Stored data
::::::::::

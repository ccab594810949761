//! Property tests for the survey control mapping

use proptest::prelude::*;
use serde_json::{json, Value};
use survey_core::{is_truthy, JsonMap, SurveyId};
use survey_engine::{Database, SurveyStore, MANDATORY_CONTROL_FIELDS};

const KEYS: [&str; 6] = ["Coordinator Email", "Researcher", "Status", "Notes", "Deadline", "Wave"];

fn control_value() -> impl Strategy<Value = Value> {
    prop_oneof![
        Just(Value::Null),
        Just(json!("")),
        Just(json!(0)),
        Just(json!(false)),
        "[a-z]{1,8}".prop_map(Value::from),
        (1i64..100).prop_map(Value::from),
    ]
}

fn control_map() -> impl Strategy<Value = JsonMap> {
    proptest::collection::btree_map(proptest::sample::select(KEYS.to_vec()), control_value(), 0..=KEYS.len())
        .prop_map(|m| m.into_iter().map(|(k, v)| (k.to_string(), v)).collect::<JsonMap>())
}

fn truthy_only(map: &JsonMap) -> JsonMap {
    map.iter()
        .filter(|(_, v)| is_truthy(v))
        .map(|(k, v)| (k.clone(), v.clone()))
        .collect()
}

fn as_object(value: &Value) -> JsonMap {
    value.as_object().cloned().unwrap_or_default()
}

fn full_control() -> JsonMap {
    MANDATORY_CONTROL_FIELDS
        .iter()
        .map(|k| (k.to_string(), json!("set")))
        .collect()
}

proptest! {
    #[test]
    fn create_succeeds_iff_mandatory_keys_present(control in control_map()) {
        let store = SurveyStore::new(Database::ephemeral().unwrap());
        let truthy = truthy_only(&control);
        let missing: Vec<&str> = MANDATORY_CONTROL_FIELDS
            .iter()
            .copied()
            .filter(|k| !truthy.contains_key(*k))
            .collect();

        let result = store.create(json!({"name": "S", "control": Value::Object(control)}));
        if missing.is_empty() {
            let out = result.unwrap();
            prop_assert_eq!(as_object(&out["control"]), truthy);
        } else {
            let err = result.unwrap_err();
            prop_assert_eq!(err.to_string(), format!("Need fields {}", missing.join(", ")));
            prop_assert!(store.list().unwrap().is_empty());
        }
    }

    #[test]
    fn update_touches_only_mentioned_keys(update in control_map()) {
        let store = SurveyStore::new(Database::ephemeral().unwrap());
        let mut initial = full_control();
        initial.insert("Notes".into(), json!("keep"));
        let created = store
            .create(json!({"name": "S", "control": Value::Object(initial.clone())}))
            .unwrap();
        let id = SurveyId::new(created["id"].as_u64().unwrap());

        let out = store
            .update(id, json!({"control": Value::Object(update.clone())}), true)
            .unwrap();
        let control = as_object(&out["control"]);

        let mut expected = initial;
        for (k, v) in &update {
            if is_truthy(v) {
                expected.insert(k.clone(), v.clone());
            } else {
                expected.remove(k);
            }
        }
        prop_assert_eq!(control, expected);
    }

    #[test]
    fn update_is_idempotent(update in control_map()) {
        let store = SurveyStore::new(Database::ephemeral().unwrap());
        let created = store
            .create(json!({"name": "S", "control": Value::Object(full_control())}))
            .unwrap();
        let id = SurveyId::new(created["id"].as_u64().unwrap());
        let patch = json!({"control": Value::Object(update)});

        let first = store.update(id, patch.clone(), true).unwrap();
        let second = store.update(id, patch, true).unwrap();
        prop_assert_eq!(&first["control"], &second["control"]);
    }
}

::::::::::

DESCRIPTION OF THE TASK - Exact copies of the line containing "let second = store.update(id, patch, true).unwrap();" and of every line after it through the end of the entries are all that should be output.

WRITTEN SOLUTION -
        let second = store.update(id, patch, true).unwrap();
        prop_assert_eq!(&first["control"], &second["control"]);
    }
}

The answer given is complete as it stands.